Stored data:
────────────────────

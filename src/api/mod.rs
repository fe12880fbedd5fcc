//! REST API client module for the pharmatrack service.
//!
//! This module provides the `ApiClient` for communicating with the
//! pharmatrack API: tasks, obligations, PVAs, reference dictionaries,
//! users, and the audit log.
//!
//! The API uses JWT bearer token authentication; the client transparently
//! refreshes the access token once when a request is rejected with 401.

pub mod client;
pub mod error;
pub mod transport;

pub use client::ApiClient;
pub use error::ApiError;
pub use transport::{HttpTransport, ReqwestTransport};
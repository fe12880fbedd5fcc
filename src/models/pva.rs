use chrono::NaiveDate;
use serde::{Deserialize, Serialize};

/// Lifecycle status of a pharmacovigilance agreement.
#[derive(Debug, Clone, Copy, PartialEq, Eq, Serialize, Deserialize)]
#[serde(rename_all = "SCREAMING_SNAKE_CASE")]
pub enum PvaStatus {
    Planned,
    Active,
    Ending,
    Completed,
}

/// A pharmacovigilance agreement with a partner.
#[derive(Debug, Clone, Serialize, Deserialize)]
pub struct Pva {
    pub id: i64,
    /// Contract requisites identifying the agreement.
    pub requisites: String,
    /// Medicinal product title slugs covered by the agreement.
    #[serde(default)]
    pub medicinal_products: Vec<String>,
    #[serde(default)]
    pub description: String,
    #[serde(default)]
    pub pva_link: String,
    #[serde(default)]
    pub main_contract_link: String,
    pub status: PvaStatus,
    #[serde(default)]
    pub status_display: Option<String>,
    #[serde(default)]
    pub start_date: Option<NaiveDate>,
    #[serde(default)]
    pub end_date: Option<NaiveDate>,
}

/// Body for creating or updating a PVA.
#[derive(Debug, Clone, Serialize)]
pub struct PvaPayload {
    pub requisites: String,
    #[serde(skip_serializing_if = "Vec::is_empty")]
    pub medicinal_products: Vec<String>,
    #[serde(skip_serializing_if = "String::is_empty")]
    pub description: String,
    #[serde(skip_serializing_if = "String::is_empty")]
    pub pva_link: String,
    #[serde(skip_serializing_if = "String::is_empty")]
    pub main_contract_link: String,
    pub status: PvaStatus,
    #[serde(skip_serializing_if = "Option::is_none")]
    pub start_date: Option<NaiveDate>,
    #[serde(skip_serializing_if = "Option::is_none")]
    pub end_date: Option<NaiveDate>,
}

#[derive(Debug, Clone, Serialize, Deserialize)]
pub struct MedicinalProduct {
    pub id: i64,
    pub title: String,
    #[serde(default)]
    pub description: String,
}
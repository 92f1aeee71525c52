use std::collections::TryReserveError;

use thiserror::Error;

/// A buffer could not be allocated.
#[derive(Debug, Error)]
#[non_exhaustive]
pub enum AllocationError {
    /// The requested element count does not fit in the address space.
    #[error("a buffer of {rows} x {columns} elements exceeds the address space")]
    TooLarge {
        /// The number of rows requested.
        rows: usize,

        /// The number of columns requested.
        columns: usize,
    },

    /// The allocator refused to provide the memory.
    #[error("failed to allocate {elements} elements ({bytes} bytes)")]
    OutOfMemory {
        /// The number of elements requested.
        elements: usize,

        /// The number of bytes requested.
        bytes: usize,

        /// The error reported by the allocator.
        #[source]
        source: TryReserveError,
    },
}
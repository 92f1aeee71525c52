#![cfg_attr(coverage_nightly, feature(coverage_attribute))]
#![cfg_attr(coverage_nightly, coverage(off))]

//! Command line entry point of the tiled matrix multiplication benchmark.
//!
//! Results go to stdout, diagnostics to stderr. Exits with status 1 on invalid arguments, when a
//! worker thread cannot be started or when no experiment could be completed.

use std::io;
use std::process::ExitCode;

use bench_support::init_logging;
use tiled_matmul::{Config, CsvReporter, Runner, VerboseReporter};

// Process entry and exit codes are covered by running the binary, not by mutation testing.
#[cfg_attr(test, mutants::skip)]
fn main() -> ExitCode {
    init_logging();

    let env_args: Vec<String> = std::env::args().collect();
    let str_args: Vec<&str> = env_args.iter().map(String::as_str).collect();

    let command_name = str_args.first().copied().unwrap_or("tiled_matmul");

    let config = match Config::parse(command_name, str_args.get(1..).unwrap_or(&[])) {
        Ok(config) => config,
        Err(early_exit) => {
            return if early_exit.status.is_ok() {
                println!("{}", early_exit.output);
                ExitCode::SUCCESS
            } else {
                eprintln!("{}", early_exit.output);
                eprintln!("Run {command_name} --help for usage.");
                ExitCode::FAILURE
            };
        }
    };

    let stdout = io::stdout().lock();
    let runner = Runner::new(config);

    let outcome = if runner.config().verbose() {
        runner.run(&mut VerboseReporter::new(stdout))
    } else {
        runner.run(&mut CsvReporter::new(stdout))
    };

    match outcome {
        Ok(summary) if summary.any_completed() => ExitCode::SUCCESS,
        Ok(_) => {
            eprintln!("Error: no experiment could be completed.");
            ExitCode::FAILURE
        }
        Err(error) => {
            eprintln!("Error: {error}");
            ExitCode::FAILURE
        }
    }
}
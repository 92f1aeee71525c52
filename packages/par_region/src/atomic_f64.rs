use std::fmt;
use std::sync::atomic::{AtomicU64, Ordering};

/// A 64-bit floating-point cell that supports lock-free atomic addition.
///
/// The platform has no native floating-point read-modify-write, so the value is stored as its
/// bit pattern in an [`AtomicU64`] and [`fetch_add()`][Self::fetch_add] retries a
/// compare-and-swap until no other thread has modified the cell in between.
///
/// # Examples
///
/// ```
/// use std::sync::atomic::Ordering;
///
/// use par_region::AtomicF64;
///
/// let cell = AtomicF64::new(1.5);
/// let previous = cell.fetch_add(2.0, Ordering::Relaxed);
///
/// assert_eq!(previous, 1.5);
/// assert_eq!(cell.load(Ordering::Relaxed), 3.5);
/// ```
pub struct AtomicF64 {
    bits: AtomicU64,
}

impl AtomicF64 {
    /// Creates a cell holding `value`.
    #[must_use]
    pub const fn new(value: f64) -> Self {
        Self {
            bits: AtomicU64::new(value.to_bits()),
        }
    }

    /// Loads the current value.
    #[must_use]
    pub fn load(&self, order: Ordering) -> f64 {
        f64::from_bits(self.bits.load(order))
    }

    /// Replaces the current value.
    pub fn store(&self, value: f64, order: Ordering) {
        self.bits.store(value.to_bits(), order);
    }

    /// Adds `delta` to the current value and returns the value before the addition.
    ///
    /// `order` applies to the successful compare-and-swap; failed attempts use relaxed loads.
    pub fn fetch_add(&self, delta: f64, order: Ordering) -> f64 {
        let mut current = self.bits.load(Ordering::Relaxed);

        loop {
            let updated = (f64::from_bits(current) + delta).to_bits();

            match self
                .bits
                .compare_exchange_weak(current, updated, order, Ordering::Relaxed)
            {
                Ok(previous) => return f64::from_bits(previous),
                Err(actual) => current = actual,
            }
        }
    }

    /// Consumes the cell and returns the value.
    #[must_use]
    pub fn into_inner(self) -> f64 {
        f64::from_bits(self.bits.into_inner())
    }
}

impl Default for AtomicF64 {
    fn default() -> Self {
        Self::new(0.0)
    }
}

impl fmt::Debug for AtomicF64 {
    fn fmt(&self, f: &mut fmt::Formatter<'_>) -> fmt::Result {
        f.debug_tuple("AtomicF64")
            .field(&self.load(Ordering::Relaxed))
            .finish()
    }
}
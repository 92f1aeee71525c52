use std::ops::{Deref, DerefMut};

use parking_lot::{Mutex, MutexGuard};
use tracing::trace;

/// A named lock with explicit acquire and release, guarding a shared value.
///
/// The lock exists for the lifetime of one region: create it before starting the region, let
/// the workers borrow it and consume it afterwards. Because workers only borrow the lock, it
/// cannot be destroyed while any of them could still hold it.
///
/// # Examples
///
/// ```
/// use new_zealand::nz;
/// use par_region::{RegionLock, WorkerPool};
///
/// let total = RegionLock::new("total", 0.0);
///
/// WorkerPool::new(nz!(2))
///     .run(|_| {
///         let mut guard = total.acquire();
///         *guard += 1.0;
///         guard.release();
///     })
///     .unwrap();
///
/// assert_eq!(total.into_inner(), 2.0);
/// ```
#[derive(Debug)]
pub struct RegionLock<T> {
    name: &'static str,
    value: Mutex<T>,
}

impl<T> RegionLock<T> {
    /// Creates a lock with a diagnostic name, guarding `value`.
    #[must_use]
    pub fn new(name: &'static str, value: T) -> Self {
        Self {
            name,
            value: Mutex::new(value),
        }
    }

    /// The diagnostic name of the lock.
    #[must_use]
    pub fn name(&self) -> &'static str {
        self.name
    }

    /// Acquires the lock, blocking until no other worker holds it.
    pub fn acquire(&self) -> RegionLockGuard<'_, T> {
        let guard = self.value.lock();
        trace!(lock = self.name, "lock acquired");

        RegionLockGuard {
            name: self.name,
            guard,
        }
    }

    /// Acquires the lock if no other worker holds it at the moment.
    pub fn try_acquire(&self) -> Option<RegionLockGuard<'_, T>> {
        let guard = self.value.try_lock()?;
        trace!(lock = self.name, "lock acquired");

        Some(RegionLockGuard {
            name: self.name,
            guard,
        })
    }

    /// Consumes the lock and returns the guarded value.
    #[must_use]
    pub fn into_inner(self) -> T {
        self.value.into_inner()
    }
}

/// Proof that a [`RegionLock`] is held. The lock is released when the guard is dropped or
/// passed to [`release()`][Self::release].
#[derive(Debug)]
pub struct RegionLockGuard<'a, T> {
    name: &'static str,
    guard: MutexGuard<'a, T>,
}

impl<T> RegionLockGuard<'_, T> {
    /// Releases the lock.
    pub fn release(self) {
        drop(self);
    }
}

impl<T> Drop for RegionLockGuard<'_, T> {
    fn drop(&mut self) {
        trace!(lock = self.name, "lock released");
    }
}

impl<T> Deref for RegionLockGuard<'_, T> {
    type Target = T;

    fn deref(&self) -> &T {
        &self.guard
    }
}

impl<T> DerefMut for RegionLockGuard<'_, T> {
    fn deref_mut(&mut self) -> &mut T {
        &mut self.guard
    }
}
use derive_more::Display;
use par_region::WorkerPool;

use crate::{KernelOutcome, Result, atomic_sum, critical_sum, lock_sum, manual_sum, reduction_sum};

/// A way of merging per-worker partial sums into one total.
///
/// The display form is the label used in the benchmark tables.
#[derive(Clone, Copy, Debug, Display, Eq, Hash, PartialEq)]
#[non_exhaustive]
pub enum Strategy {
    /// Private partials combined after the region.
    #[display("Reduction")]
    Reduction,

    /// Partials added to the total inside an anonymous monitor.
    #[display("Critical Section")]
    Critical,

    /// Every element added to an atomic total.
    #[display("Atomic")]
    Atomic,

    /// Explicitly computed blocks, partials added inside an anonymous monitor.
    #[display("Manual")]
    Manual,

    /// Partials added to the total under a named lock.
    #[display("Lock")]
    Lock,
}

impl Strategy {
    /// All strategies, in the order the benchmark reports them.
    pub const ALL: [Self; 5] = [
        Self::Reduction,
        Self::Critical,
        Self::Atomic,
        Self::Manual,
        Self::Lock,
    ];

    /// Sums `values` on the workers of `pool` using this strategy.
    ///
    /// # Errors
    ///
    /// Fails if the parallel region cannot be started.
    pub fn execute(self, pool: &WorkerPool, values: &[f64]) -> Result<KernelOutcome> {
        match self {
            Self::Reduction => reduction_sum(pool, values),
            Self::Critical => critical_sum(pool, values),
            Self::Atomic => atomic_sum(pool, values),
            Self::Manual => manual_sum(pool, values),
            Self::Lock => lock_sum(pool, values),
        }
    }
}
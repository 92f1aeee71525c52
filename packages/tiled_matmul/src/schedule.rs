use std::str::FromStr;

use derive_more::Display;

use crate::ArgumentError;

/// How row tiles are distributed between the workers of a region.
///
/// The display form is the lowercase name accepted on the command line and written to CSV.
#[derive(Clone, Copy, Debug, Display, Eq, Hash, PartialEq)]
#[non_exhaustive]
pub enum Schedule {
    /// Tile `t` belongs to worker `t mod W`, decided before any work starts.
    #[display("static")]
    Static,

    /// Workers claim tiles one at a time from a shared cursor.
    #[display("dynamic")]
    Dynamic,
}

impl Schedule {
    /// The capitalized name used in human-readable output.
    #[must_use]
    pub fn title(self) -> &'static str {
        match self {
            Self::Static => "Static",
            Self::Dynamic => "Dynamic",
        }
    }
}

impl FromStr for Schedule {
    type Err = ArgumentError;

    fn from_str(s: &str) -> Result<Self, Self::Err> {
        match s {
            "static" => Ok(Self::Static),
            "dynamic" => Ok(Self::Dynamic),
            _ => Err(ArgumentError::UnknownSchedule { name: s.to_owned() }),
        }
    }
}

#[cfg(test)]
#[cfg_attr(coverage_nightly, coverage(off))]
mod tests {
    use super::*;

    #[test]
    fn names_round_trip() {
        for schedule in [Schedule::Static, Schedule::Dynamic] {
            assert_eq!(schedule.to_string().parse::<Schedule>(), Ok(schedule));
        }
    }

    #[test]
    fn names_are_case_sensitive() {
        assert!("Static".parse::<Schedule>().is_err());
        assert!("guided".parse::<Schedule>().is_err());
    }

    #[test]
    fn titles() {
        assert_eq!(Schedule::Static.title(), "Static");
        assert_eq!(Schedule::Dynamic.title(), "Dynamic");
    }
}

────────────────────

Find the lines in the records that include the string "cell", and reply with how many there are, nothing more.

7